PhD Student Emily Crossette receives C. Ellen Gonter award from the ACS Division of Environmental Chemistry

The annual award honors outstanding graduate student research papers in chemistry or environmental engineering.| Short Read
EnlargeEmily Crossette
IMAGE:  Emily Crossette

University of Michigan Environmental Engineering PhD student Emily Crossette has received the C. Ellen Gonter award from the American Chemical Society (ACS) Division of Environmental Chemistry.

The annual award, honoring up to seven students each year since 1985, honors students studying at U.S. or international universities who have written “the highest quality” research papers.

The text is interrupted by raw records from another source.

//! Per-species tick routines, plus the lifecycle and reproduction helpers
//! they share.

use hecs::Entity;

use crate::components::{Hunger, ReproductionClock, Species, Vitals};
use crate::world::SimulationWorld;

pub mod carnivore;
pub mod herbivore;
pub mod vegetation;

pub use carnivore::tick_carnivore;
pub use herbivore::tick_herbivore;
pub use vegetation::tick_vegetation;

/// Outcome of scanning adjacent cells for a mate.
#[derive(Debug, Clone, Copy, PartialEq, Eq)]
pub(crate) enum MateSearch {
    /// A partner was found; the scan stopped there. `births` is 1 when a
    /// child was actually placed, 0 when no empty cell was available.
    Matched { births: u32 },
    NoPartner,
}

/// One tick of aging for an animal: age and hunger advance, health drains.
/// Returns true when a death threshold was crossed; the caller removes the
/// entity.
pub(crate) fn age_and_decay(sim: &mut SimulationWorld, entity: Entity, drain: f32) -> bool {
    let expired = match sim.world.get::<&mut Vitals>(entity) {
        Ok(mut vitals) => {
            vitals.age += 1;
            vitals.health -= drain;
            vitals.expired()
        }
        Err(_) => return false,
    };
    if let Ok(mut hunger) = sim.world.get::<&mut Hunger>(entity) {
        hunger.0 += 1;
    }
    expired
}

/// Reset an animal's hunger after feeding.
pub(crate) fn reset_hunger(sim: &mut SimulationWorld, entity: Entity) {
    if let Ok(mut hunger) = sim.world.get::<&mut Hunger>(entity) {
        hunger.0 = 0;
    }
}

/// Whether an animal currently qualifies to reproduce: hunger below the
/// species threshold, health above the species floor, cooldown elapsed.
pub(crate) fn reproduction_ready(
    sim: &SimulationWorld,
    entity: Entity,
    hunger_threshold: f64,
    health_floor: f32,
    now: u64,
    cooldown_ticks: u64,
) -> bool {
    let Ok(hunger) = sim.world.get::<&Hunger>(entity) else {
        return false;
    };
    let Ok(vitals) = sim.world.get::<&Vitals>(entity) else {
        return false;
    };
    let Ok(clock) = sim.world.get::<&ReproductionClock>(entity) else {
        return false;
    };
    (hunger.0 as f64) < hunger_threshold
        && vitals.health > health_floor
        && clock.ready(now, cooldown_ticks)
}

/// Scan the 4 adjacent cells in fixed order for another eligible animal of
/// the same species. On the first match, spawn one child at an empty cell
/// adjacent to the acting parent, falling back to the partner's
/// neighborhood, stamp both clocks, and stop scanning. A match with no free
/// cell still ends the scan, but stamps nothing.
pub(crate) fn try_reproduce(
    sim: &mut SimulationWorld,
    entity: Entity,
    species: Species,
    hunger_threshold: f64,
    health_floor: f32,
) -> MateSearch {
    let now = sim.current_tick();
    let cooldown = sim.config().cooldown_ticks();
    if !reproduction_ready(sim, entity, hunger_threshold, health_floor, now, cooldown) {
        return MateSearch::NoPartner;
    }
    let Some(pos) = sim.position(entity) else {
        return MateSearch::NoPartner;
    };

    for (dx, dy) in crate::grid::CARDINALS {
        let (nx, ny) = (pos.x + dx, pos.y + dy);
        if !sim.in_bounds(nx, ny) {
            continue;
        }
        let neighbors = sim.occupants(nx, ny).to_vec();
        for partner in neighbors {
            if sim.species(partner) != Some(species)
                || !reproduction_ready(sim, partner, hunger_threshold, health_floor, now, cooldown)
            {
                continue;
            }

            let spot = sim.find_empty_adjacent(pos.x, pos.y).or_else(|| {
                sim.position(partner)
                    .and_then(|p| sim.find_empty_adjacent(p.x, p.y))
            });
            let mut births = 0;
            if let Some(cell) = spot {
                let child = match species {
                    Species::Herbivore => sim.spawn_herbivore(cell.x, cell.y),
                    Species::Carnivore => sim.spawn_carnivore(cell.x, cell.y),
                    Species::Vegetation => None,
                };
                if child.is_some() {
                    sim.stamp_reproduction(entity, now);
                    sim.stamp_reproduction(partner, now);
                    births = 1;
                }
            }
            return MateSearch::Matched { births };
        }
    }
    MateSearch::NoPartner
}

Crossette studies the drivers of microbial community structure in municipal and agricultural resource recovery streams. Crossette is co-advised by Professors Lutgarde Raskin and Krista Wigginton.  

The award honors the memory of C. Ellen Gonter, a professional chemist, chemical consultant, and Emeritus member of the ACS who worked for the U.S. Army during World War II and managed both the water division of the Nuclear Utilities Service Corporation of Pittsburgh and the National Sanitation Foundation of Ann Arbor. She was a key player in the establishment of the Graduate Student Research Paper Award, which was renamed as the C. Ellen Gonter Environmental Chemistry Award in 2013 in her honor.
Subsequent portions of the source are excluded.